3. Nyeri tekan local pada bagian proksimal lengan bawah.
4. Nyeri yang ditimbulkan sat memfleksikan siku atau men-supinasikan
lengan bawah.
5. tidak ada pembengkakan dan deformitas
X ray : pada situasi klasik tidak dibutuhkan, namun bila terdapat riwayat jatuh
atau adanya hantaman langsung pada lengan bawah pada posisi foto AP dan
lateral siku.
Terapi : manipulasi tanpa anestesi dapat dilakukan.
1. Pegang tangan dari lengan yang cedera dengan posisi berjabat tangan
sementara tangan pemeriksa yang lain memegang belakang siku dengan
ibu jari terletak pada head radius.
2. Secara lembut dan perlahan, dorong lengan bawah ke dalam siku, dan
paksa untuk mensupinasikan lengan atau secara cepat ganti ke posisi
pronasi dan supinasi sampai mendengar atau merasakjan bunyi ‘pop’.
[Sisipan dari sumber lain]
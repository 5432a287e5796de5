//! Concrete storage backends

pub mod file;
pub mod local_cpu;
pub mod transfer;

pub use file::{FileBackend, FileBackendConfig, FileMedium};
pub use local_cpu::LocalCPUBackend;
pub use transfer::{DirectTransfer, PosixTransfer};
Tidak diperlukan sling karena anak akan mulai menggunakannya secara
normal dalam 5-10 menit.
3. jika maneuver tersebut tidak berhasil, lengan harus diistirahatkan pada
sebuah sling, dan reduksi spontan biasanya terjadi dalam waktu 48 jam.
4. Tidak dibutuhkan kontrol ke klinik ortopedi. KIE pada keluarga bahwa
mereka jangan mengangkat anak mereka secara langsung dengan menarik
lengannya.
Fraktur Olekranon
Mekanisme trauma : biasanya karena jatuh pada siku, juga karena kontraksi
yang kuat pada otot trisep.
Manifestasi klinis : nyeri tekan local dan bengkak/bruising (memar) di daerah
olekranon.
X ray : AP dan lateral siku.
Terapi :
1. Jika tidak terdapat displacement dari fraktur, atau ada tapi minimal, pasang
long arm back slab dan kontrol ke klinik ortopedi setelah 5 hari.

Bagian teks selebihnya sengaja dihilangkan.